They have already been told they will not get life insurance and medical benefits they expected, because of the company’s bankruptcy. Now they are being told they won’t necessarily be getting the pensions they expected.
Among the four categories of retirees from the original General Motors — GM and Delphi, union and non-union — they have been hardest hit.
(According to The New York Times, the average Delphi salaried worker with long service was making about $96,000 as he or she approached 50. That means a lot of people were making less.)
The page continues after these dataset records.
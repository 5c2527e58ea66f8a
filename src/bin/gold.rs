//! Gold-layer batch CLI
//!
//! Chunks silver texts into the gold table and optionally uploads the
//! artifacts to the object store.

use std::path::PathBuf;

use clap::Parser;
use gutenrag::config::ChunkingConfig;
use gutenrag::gold::{build_gold, upload::upload_gold};
use gutenrag::providers::FsObjectStore;
use tracing_subscriber::{layer::SubscriberExt, util::SubscriberInitExt};

#[derive(Debug, Parser)]
#[command(name = "gutenrag-gold", about = "Build the gold chunk table from silver texts")]
struct Args {
    /// Metadata CSV listing book_id, title, silver_path
    #[arg(long, default_value = "data/meta/books_meta.csv")]
    meta_csv: PathBuf,

    /// Base directory for resolving relative silver paths
    #[arg(long, default_value = ".")]
    base_dir: PathBuf,

    /// Output directory for the gold table
    #[arg(long, default_value = "data/gold")]
    gold_dir: PathBuf,

    /// Window size in characters
    #[arg(long, default_value_t = 1000)]
    chunk_size: usize,

    /// Overlap between consecutive chunks in characters
    #[arg(long, default_value_t = 200)]
    overlap: usize,

    /// Write individual chunk text files (optional; increases storage)
    #[arg(long)]
    write_chunk_files: bool,

    /// Skip upload to the object store
    #[arg(long)]
    no_upload: bool,

    /// Root directory of the local object store
    #[arg(long, default_value = "data/objects")]
    bucket_root: PathBuf,

    /// Bucket name for gold artifacts
    #[arg(long, default_value = "gutenrag")]
    bucket: String,
}

#[tokio::main]
async fn main() -> anyhow::Result<()> {
    tracing_subscriber::registry()
        .with(
            tracing_subscriber::EnvFilter::try_from_default_env()
                .unwrap_or_else(|_| "gutenrag=info".into()),
        )
        .with(tracing_subscriber::fmt::layer())
        .init();

    let args = Args::parse();

    let chunking = ChunkingConfig {
        chunk_size: args.chunk_size,
        overlap: args.overlap,
        write_chunk_files: args.write_chunk_files,
    };

    let build = build_gold(&args.meta_csv, &args.base_dir, &args.gold_dir, &chunking)?;
    tracing::info!(
        chunks = build.records.len(),
        books = build.books_processed,
        skipped = build.books_skipped,
        "Gold build complete"
    );

    if !args.no_upload {
        let store = FsObjectStore::new(args.bucket_root, args.bucket);
        upload_gold(&store, &args.gold_dir).await?;
    }

    Ok(())
}
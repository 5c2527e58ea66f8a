//! Gold layer: chunking, the chunk table, and batch building

pub mod builder;
pub mod chunker;
pub mod table;
pub mod upload;

pub use builder::{build_gold, BookMeta, GoldBuild};
pub use chunker::{chunk_spans, ChunkIter, ChunkSpan};
pub use table::ChunkRecord;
The pension situation is a long story. When General Motors spun off Delphi a decade ago, the pension plan for salaried employees was in good shape. The plan for hourly workers was not. So, to get the unions to sign off on the spin-off, GM promised to make good on all pension promises to Delphi union members, whatever happened to Delphi. But no such promise was made to salaried workers.
When Delphi went into bankruptcy , the federal government took over responsibility for the pension plans of both groups. That will result in some people getting less than they expected. That’s because the federal Pension Benefit Guaranty Corporation has rules to guard against companies getting too generous, then dumping the cost of their promises on taxpayers.
The PBGC covers basic benefits (up to $54,000 for those who retire at 65 , less for earlier retirees). But the government doesn’t necessarily cover, for example, any inducements a company might have offered to get a worker to retire early.
For unionized Delphi retirees, GM has stepped in to “top off” the government payments, so people will get whatever the company told them they would get. But that offer doesn’t apply to salaried retirees.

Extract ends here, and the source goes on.